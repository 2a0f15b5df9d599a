//! Newton refinement of solar-longitude crossings.

use tracing::warn;

use crate::solar::solar_longitude;

/// Days per radian of mean solar motion (365.2422 / 2π).
const DAYS_PER_RADIAN: f64 = 58.0;

/// Iteration cap for longitude refinement.
pub(crate) const MAX_ITERATIONS: u32 = 20;

/// Convergence threshold on the Newton step, in days.
pub(crate) const TOLERANCE_DAYS: f64 = 1e-6;

/// Outcome of a crossing refinement.
#[derive(Debug, Clone, Copy)]
pub(crate) struct Refined {
    pub jd: f64,
    pub approximate: bool,
}

/// Refine `jd0` toward the instant the apparent solar longitude equals
/// `target_deg`.
///
/// On hitting the iteration cap the unrefined estimate is returned with
/// `approximate = true`.
pub(crate) fn refine_solar_crossing(target_deg: f64, jd0: f64) -> Refined {
    refine_solar_crossing_with(target_deg, jd0, MAX_ITERATIONS)
}

pub(crate) fn refine_solar_crossing_with(target_deg: f64, jd0: f64, max_iter: u32) -> Refined {
    let mut jd = jd0;
    for _ in 0..max_iter {
        let diff = (target_deg - solar_longitude(jd)).to_radians();
        let step = DAYS_PER_RADIAN * diff.sin();
        jd += step;
        if step.abs() < TOLERANCE_DAYS {
            return Refined {
                jd,
                approximate: false,
            };
        }
    }
    warn!(
        target_deg,
        jd0, max_iter, "solar longitude refinement hit iteration cap, using estimate"
    );
    Refined {
        jd: jd0,
        approximate: true,
    }
}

+ + + +

What the task asks: Copy out word for word each line of the listing, from the very first line down to the line containing "pub(crate) const TOLERANCE_DAYS: f64 = 1e-6;", and stop after that line.

Solution to the problem:
repository 2a0f15b5df9d599a
//! Newton refinement of solar-longitude crossings.

use tracing::warn;

use crate::solar::solar_longitude;

/// Days per radian of mean solar motion (365.2422 / 2π).
const DAYS_PER_RADIAN: f64 = 58.0;

/// Iteration cap for longitude refinement.
pub(crate) const MAX_ITERATIONS: u32 = 20;

/// Convergence threshold on the Newton step, in days.
pub(crate) const TOLERANCE_DAYS: f64 = 1e-6;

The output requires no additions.